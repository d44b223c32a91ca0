mod ort_engine;
mod ort_inference;
pub mod decode;
pub mod image_ops;
pub mod input_wrapper;
pub mod nms;

pub use ort_engine::*;
pub use ort_inference::*;
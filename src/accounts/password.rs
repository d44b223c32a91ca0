use argon2::password_hash::{PasswordHash, PasswordHasher, PasswordVerifier, SaltString};
use argon2::Argon2;

/// Hashes `password` into an Argon2id PHC string.
pub fn hash_password(password: &str) -> anyhow::Result<String> {
    let salt_bytes: [u8; 16] = rand::random();
    let salt = SaltString::encode_b64(&salt_bytes).map_err(|e| anyhow::anyhow!("salt: {e}"))?;
    let hash = Argon2::default()
        .hash_password(password.as_bytes(), &salt)
        .map_err(|e| anyhow::anyhow!("hashing failed: {e}"))?;
    Ok(hash.to_string())
}

/// An empty or unparsable stored hash never verifies.
pub fn verify_password(password: &str, password_hash: &str) -> bool {
    if password_hash.is_empty() {
        return false;
    }
    match PasswordHash::new(password_hash) {
        Ok(parsed) => Argon2::default().verify_password(password.as_bytes(), &parsed).is_ok(),
        Err(err) => {
            log::warn!("Stored password hash is malformed: {err}");
            false
        }
    }
}
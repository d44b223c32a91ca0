//! Tensor wrappers passed between pipeline stages.

use anyhow::Result;
use ndarray::{Array, IxDyn};

/// Model input/output, wrapper over [`Array<f32, IxDyn>`].
///
/// Integer tensors travel as `f32` and are cast back by the engine to the
/// element type the model declares.
#[derive(Debug, Clone, Default, PartialEq)]
pub struct X(pub Array<f32, IxDyn>);

impl From<Array<f32, IxDyn>> for X {
    fn from(x: Array<f32, IxDyn>) -> Self {
        Self(x)
    }
}

impl From<Vec<f32>> for X {
    fn from(x: Vec<f32>) -> Self {
        Self(Array::from_vec(x).into_dyn())
    }
}

impl std::ops::Deref for X {
    type Target = Array<f32, IxDyn>;

    fn deref(&self) -> &Self::Target {
        &self.0
    }
}

impl X {
    pub fn from_shape_vec(shape: &[usize], xs: Vec<f32>) -> Result<Self> {
        Ok(Self::from(Array::from_shape_vec(shape, xs)?))
    }
}

/// Ordered collection of named tensors.
#[derive(Debug, Clone, Default)]
pub struct Xs {
    entries: Vec<(String, X)>,
}

impl From<X> for Xs {
    fn from(x: X) -> Self {
        let mut xs = Self::new();
        xs.push(x);
        xs
    }
}

impl Xs {
    pub fn new() -> Self {
        Default::default()
    }

    /// Appends an unnamed tensor; it is addressed by position.
    pub fn push(&mut self, x: X) {
        let name = self.entries.len().to_string();
        self.entries.push((name, x));
    }

    pub fn push_kv(&mut self, name: &str, x: X) -> Result<()> {
        if self.get(name).is_some() {
            anyhow::bail!("Tensor `{}` is already present", name);
        }
        self.entries.push((name.to_string(), x));
        Ok(())
    }

    pub fn get(&self, name: &str) -> Option<&X> {
        self.entries.iter().find(|(k, _)| k == name).map(|(_, x)| x)
    }

    /// Like [`Xs::get`] but fails with the missing tensor's name.
    pub fn require(&self, name: &str) -> Result<&X> {
        self.get(name).ok_or_else(|| anyhow::anyhow!("Model output `{}` is missing", name))
    }

    pub fn len(&self) -> usize {
        self.entries.len()
    }

    pub fn is_empty(&self) -> bool {
        self.entries.is_empty()
    }

    pub fn iter(&self) -> impl Iterator<Item = &X> {
        self.entries.iter().map(|(_, x)| x)
    }
}

impl std::ops::Index<usize> for Xs {
    type Output = X;

    fn index(&self, index: usize) -> &Self::Output {
        &self.entries[index].1
    }
}

impl IntoIterator for Xs {
    type Item = X;
    type IntoIter = std::vec::IntoIter<X>;

    fn into_iter(self) -> Self::IntoIter {
        self.entries.into_iter().map(|(_, x)| x).collect::<Vec<_>>().into_iter()
    }
}

#[cfg(test)]
mod tests {
    use super::*;

    #[test]
    fn named_lookup_and_duplicates() {
        let mut xs = Xs::new();
        xs.push_kv("a", X::from(vec![1.0])).unwrap();
        assert!(xs.push_kv("a", X::from(vec![2.0])).is_err());
        assert_eq!(xs.require("a").unwrap()[[0]], 1.0);
        assert!(xs.require("b").is_err());
        assert_eq!(xs.len(), 1);
    }
}
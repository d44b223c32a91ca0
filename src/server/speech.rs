use axum::extract::multipart::MultipartRejection;
use axum::extract::rejection::{JsonRejection, QueryRejection};
use axum::extract::{Multipart, Query, State};
use axum::http::header::CONTENT_TYPE;
use axum::response::{IntoResponse, Response};
use axum::Json;
use serde::Deserialize;

use crate::server::detect::read_file_field;
use crate::server::error::ApiError;
use crate::server::state::AppState;
use crate::speech::{TranscribeRequest, Transcript};

#[derive(Debug, Deserialize)]
pub struct TtsReq {
    pub text: String,
    #[serde(default = "default_lang")]
    pub lang: String,
    #[serde(default)]
    pub slow: bool,
}

fn default_lang() -> String {
    "en".to_string()
}

pub async fn tts(State(state): State<AppState>, req: Result<Json<TtsReq>, JsonRejection>) -> Result<Response, ApiError> {
    let Json(req) = req?;
    let tts = state
        .tts
        .as_ref()
        .ok_or_else(|| ApiError::ServiceUnavailable("text-to-speech not configured".to_string()))?;
    let mp3 = tts.synthesize(&req.text, &req.lang, req.slow).await?;
    Ok(([(CONTENT_TYPE, "audio/mpeg")], mp3).into_response())
}

#[derive(Debug, Default, Deserialize)]
pub struct SttQuery {
    pub language: Option<String>,
    #[serde(default)]
    pub translate: bool,
}

pub async fn stt(
    State(state): State<AppState>,
    query: Result<Query<SttQuery>, QueryRejection>,
    multipart: Result<Multipart, MultipartRejection>,
) -> Result<Json<Transcript>, ApiError> {
    let Query(query) = query?;
    let mut multipart = multipart?;
    let stt = state
        .stt
        .clone()
        .ok_or_else(|| ApiError::ServiceUnavailable("speech-to-text not configured".to_string()))?;
    let (_, file_name, audio) = read_file_field(&mut multipart, "file").await?;
    let req = TranscribeRequest {
        audio,
        filename: file_name.unwrap_or_default(),
        language: query.language,
        translate: query.translate,
    };
    Ok(Json(stt.transcribe(req).await?))
}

◆ ◆ ◆ ◆

Task prompt: Which lines in the data above hold the string "entries"? Show each one.

Response area:
    entries: Vec<(String, X)>,
        let name = self.entries.len().to_string();
        self.entries.push((name, x));
        self.entries.push((name.to_string(), x));
        self.entries.iter().find(|(k, _)| k == name).map(|(_, x)| x)
        self.entries.len()
        self.entries.is_empty()
        self.entries.iter().map(|(_, x)| x)
        &self.entries[index].1
        self.entries.into_iter().map(|(_, x)| x).collect::<Vec<_>>().into_iter()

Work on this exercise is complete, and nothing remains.